The deaths, only a couple of days apart, of the Manichaean figures of Kim Jong Il and Václav Havel invite some historical reflection. In Korea, the 38th Parallel was determined to be the division between North and South Korea one summer night in 1945 by two junior American officers — including the future secretary of state Dean Rusk, then a colonel. It was chosen as the dividing point to determine whether the Japanese garrison in Korea should surrender to the Soviet Union or to the United States. As the heavy-handed Japanese occupation of the Korean Peninsula, which had begun in aggressive conquest in 1895, ended, Rusk and his comrade did manage to save about 60 percent of the Koreans from the Kims, who were then barely a gleam in the sallow eyes of Stalin and Mao Tse-tung.

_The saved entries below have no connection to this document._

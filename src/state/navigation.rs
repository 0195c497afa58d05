//! Navigation-related state types.
//!
//! The emblem doubles as primary navigation between the three presentation
//! sections. The cycle order is fixed by product design.

/// Specifying the three presentation sections.
///
#[derive(Debug, PartialEq, Eq, Clone, Copy, Hash)]
pub enum Section {
    Identity,
    Works,
    Contact,
}

impl Section {
    /// Next section in the fixed advance cycle.
    ///
    pub fn next(&self) -> Section {
        match self {
            Section::Identity => Section::Works,
            Section::Works => Section::Contact,
            Section::Contact => Section::Identity,
        }
    }

    /// Label shown in the navigation bar.
    ///
    pub fn label(&self) -> &'static str {
        match self {
            Section::Identity => "YINGXUN",
            Section::Works => "PROJEKTE",
            Section::Contact => "KONTAKT",
        }
    }
}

On June 24, 1950, in an act of naked aggression, Kim Il Sung’s heavily armed (by Stalin) North Koreans, in what was widely seen as retaliation for the USSR’s being excluded from Japan, attacked across the 38th Parallel into the almost unarmed South. President Truman well remembered the weakness of the West over Manchuria and Ethiopia in the Thirties, and was one of the founders of the United Nations, of whom he said: “In this first big test, we just can’t let them down.” With the Soviet delegate to the U.N. absent in protest against Chiang Kai-shek’s retention of the Chinese Security Council seat, Truman received overwhelming support at the U.N. and domestically to assist the South Koreans.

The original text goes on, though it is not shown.